That spring, John Freeman, famed British editor and master interviewer on Face to Face, conducted an in-depth interview with Jung at Jung’s home at the request of the BBC [1].

The managing director of Aldus Books, Wolfgang Foges, who had a lifelong interest in psychology, had watched the very enjoyable interview on television with great perplexity. It seemed such a shame that Freud’s psychology was known throughout the Western world, while Jung’s voluminous work, which introduced a whole new school of thought on psychology, was deemed too complex for the mainstream. 

Foges contacted Freeman and asked him if he would try to persuade Jung to write a book for the general audience. 

Freeman jumped at the idea, and “set off once more to Zurich, determined that I could convince Jung in the value and importance of such a work.” But Jung kindly refused. He was 83 after all, and he had already written a ton. Besides, Jung had had a dream.

In the dream, Jung said, “a certain man was trying to get behind me and jump on my back. I knew nothing of this man except that I was aware that he had somehow picked up a remark I had made and had twisted it into a grotesque travesty of my meaning.” 

Such misrepresentations angered Jung, but the image of the man trying to jump on his back puzzled him—until he later realized his unconscious had pictorialized an Australian colloquialism, Du kannsl mir auf den Buckle steigen (You can climb on my back!), the American equivalent to “Go jump in a lake!” 
Based on his past experiences, Jung interpreted the dream as a reminder to keep his emotions in check. I can only venture to imagine what the prolific Jung might have really been thinking when Freeman presented the request from Foges: “You can go jump in a lake!” 
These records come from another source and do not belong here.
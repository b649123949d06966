//! Station Endpoint Verification Module
//!
//! Fetches the prediction endpoint once and reports how much of the payload
//! is usable: how many records arrived, how many made it into the station
//! list, and why the rest were excluded. Run this against a new backend
//! before pointing the daemon at it.

use chrono::Utc;
use serde::Serialize;

use crate::alert::forecast::{ForecastAlert, forecast_alerts};
use crate::ingest::predictions::{RejectedRecord, StationRepository};

// ============================================================================
// Verification Results
// ============================================================================

#[derive(Debug, Clone, Serialize)]
pub struct VerificationReport {
    pub timestamp: String,
    pub endpoint: String,
    pub status: VerificationStatus,
    pub total_records: usize,
    pub usable_records: usize,
    pub excluded: Vec<RejectedRecord>,
    /// Stations with no forecast, which will never alert.
    pub unknown_risk: Vec<String>,
    /// Newest-first forecast alerts feed built from this fetch.
    pub recent_alerts: Vec<ForecastAlert>,
    pub error_message: Option<String>,
}

#[derive(Debug, Clone, Serialize, PartialEq)]
pub enum VerificationStatus {
    Success,
    PartialSuccess,
    Failed,
}

// ============================================================================
// Verification Runner
// ============================================================================

/// Fetches once from `repository` and classifies the result.
///
/// `Success` when every record is usable, `PartialSuccess` when some were
/// excluded or the payload was empty, `Failed` when the fetch itself failed.
pub fn run_verification(repository: &dyn StationRepository, endpoint: &str) -> VerificationReport {
    let mut report = VerificationReport {
        timestamp: Utc::now().to_rfc3339(),
        endpoint: endpoint.to_string(),
        status: VerificationStatus::Failed,
        total_records: 0,
        usable_records: 0,
        excluded: Vec::new(),
        unknown_risk: Vec::new(),
        recent_alerts: Vec::new(),
        error_message: None,
    };

    match repository.fetch_stations() {
        Ok(parsed) => {
            report.total_records = parsed.total();
            report.usable_records = parsed.stations.len();
            report.unknown_risk = parsed
                .stations
                .iter()
                .filter(|s| s.risk_level.is_none())
                .map(|s| s.id.clone())
                .collect();
            report.recent_alerts = forecast_alerts(&parsed.stations);
            report.excluded = parsed.rejected;

            report.status = if report.excluded.is_empty() && report.usable_records > 0 {
                VerificationStatus::Success
            } else {
                VerificationStatus::PartialSuccess
            };
        }
        Err(e) => {
            report.error_message = Some(e.to_string());
        }
    }

    report
}

pub fn print_summary(report: &VerificationReport) {
    println!("\n═══════════════════════════════════════════════════════════");
    println!("📊 VERIFICATION SUMMARY");
    println!("═══════════════════════════════════════════════════════════");
    println!();
    println!("Endpoint:   {}", report.endpoint);
    println!("Status:     {:?}", report.status);

    if let Some(err) = &report.error_message {
        println!("✗ FAILED: {}", err);
    } else {
        println!(
            "Records:    {}/{} usable  ({} excluded)",
            report.usable_records,
            report.total_records,
            report.excluded.len()
        );
        for rejected in &report.excluded {
            println!("  ⚠ #{} {}: {}", rejected.index, rejected.name, rejected.reason);
        }
        if !report.unknown_risk.is_empty() {
            println!("No forecast (never alerts): {}", report.unknown_risk.join(", "));
        }
        if !report.recent_alerts.is_empty() {
            println!("Recent alerts:");
            for alert in &report.recent_alerts {
                println!(
                    "  {} {}: {}",
                    alert.location,
                    alert.date.as_deref().unwrap_or("-"),
                    alert.risk_level
                );
            }
        }
    }
    println!("═══════════════════════════════════════════════════════════");
}

#[cfg(test)]
mod tests {
    use super::*;
    use crate::ingest::predictions::{ParsedStations, RecordRejection, StaticStationRepository};
    use crate::model::{Coordinate, FetchError, ForecastEntry, StationRecord};

    struct Failing;

    impl StationRepository for Failing {
        fn fetch_stations(&self) -> Result<ParsedStations, FetchError> {
            Err(FetchError::Http(503))
        }
    }

    struct WithRejects;

    impl StationRepository for WithRejects {
        fn fetch_stations(&self) -> Result<ParsedStations, FetchError> {
            Ok(ParsedStations {
                stations: vec![station("a", None)],
                rejected: vec![RejectedRecord {
                    index: 1,
                    name: "Station 2".to_string(),
                    reason: RecordRejection::MissingCoordinate,
                }],
            })
        }
    }

    fn station(id: &str, risk: Option<&str>) -> StationRecord {
        StationRecord {
            id: id.to_string(),
            name: id.to_string(),
            region: "pune".to_string(),
            coordinate: Coordinate::new(18.5, 73.8).unwrap(),
            risk_level: risk.map(str::to_string),
            forecast: Vec::new(),
        }
    }

    #[test]
    fn test_clean_payload_is_success() {
        let repo = StaticStationRepository::new(vec![station("a", Some("Safe"))]);
        let report = run_verification(&repo, "static");
        assert_eq!(report.status, VerificationStatus::Success);
        assert_eq!(report.usable_records, 1);
        assert!(report.unknown_risk.is_empty());
    }

    #[test]
    fn test_excluded_records_make_partial_success() {
        let report = run_verification(&WithRejects, "static");
        assert_eq!(report.status, VerificationStatus::PartialSuccess);
        assert_eq!(report.total_records, 2);
        assert_eq!(report.excluded.len(), 1);
        assert_eq!(report.unknown_risk, vec!["a".to_string()]);
    }

    #[test]
    fn test_fetch_failure_is_failed() {
        let report = run_verification(&Failing, "http://localhost:5000/api/predict-flood");
        assert_eq!(report.status, VerificationStatus::Failed);
        assert_eq!(report.error_message.as_deref(), Some("HTTP error: 503"));
    }

    #[test]
    fn test_report_serializes_to_json() {
        let report = run_verification(&WithRejects, "static");
        let json = serde_json::to_value(&report).unwrap();
        assert_eq!(json["status"], "PartialSuccess");
        assert_eq!(json["excluded"][0]["index"], 1);
    }

    #[test]
    fn test_report_carries_recent_alerts() {
        let mut mulshi = station("Mulshi Dam", Some("Warning"));
        mulshi.forecast = ["Watch", "Warning", "Red Alert"]
            .iter()
            .enumerate()
            .map(|(i, risk)| ForecastEntry {
                date: Some(format!("2025-11-1{}", i + 1)),
                risk_level: Some(risk.to_string()),
                ..ForecastEntry::default()
            })
            .collect();
        let repo = StaticStationRepository::new(vec![mulshi]);

        let report = run_verification(&repo, "static");
        let ids: Vec<&str> = report.recent_alerts.iter().map(|a| a.id.as_str()).collect();
        assert_eq!(ids, vec!["Mulshi Dam-2025-11-13", "Mulshi Dam-2025-11-12"]);

        let json = serde_json::to_value(&report).unwrap();
        assert_eq!(json["recent_alerts"][0]["risk_level"], "Red Alert");
    }
}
However, following the Freeman interview, Jung enjoyed a different kind of reception. He was quite pleased by all the mail he was receiving—not the abundance he was accustomed to receiving from doctors and psychiatrists from around the world—but mail from all walks of ordinary life, nonprofessionals, “who had been captivated by the commanding presence, the humor, and the modest charm of this very great man, and who had glimpsed in his view of life and human personality something that could be helpful to them.” 

Nonetheless, Jung had declined the book offer, and those who knew him best knew he rarely changed his mind. However, Jung’s unconscious would have the final say, that is, through a dream that depicted him, not sitting in the comfort of his study chatting with doctors and psychiatrists, “but standing in a public place and addressing a multitude of people who were listening to him with rapt attention and understanding what he said.”  

According to Freeman, shortly after Jung’s dream, Foges appealed to Jung once more to 
write a book about his new psychology in layman terms.

Honoring his dream, Jung accepted. Freeman said the last year of Jung’s life “was devoted almost entirely to this book, and when he died in June 1961, his own section was complete (he finished it, in fact, only some 10 days before his final illness) and his colleagues’ chapters had all been approved by him in draft.” 

After Jung’s death, Marie-Louise von Franz, as editor, and John Freeman, as coordinating editor, completed the work Jung had begun, following his instructions to the letter, that we might have a greater understanding and appreciation for “one of the greatest doctors of all time and one of the greatest thinkers of this century.” 

While Freeman was flattered that Jung entrusted him with such a task, it was tempered by his knowledge that Jung selected him because he was “of reasonable, but not exceptional. intelligence and without the slightest serious knowledge of psychology.” 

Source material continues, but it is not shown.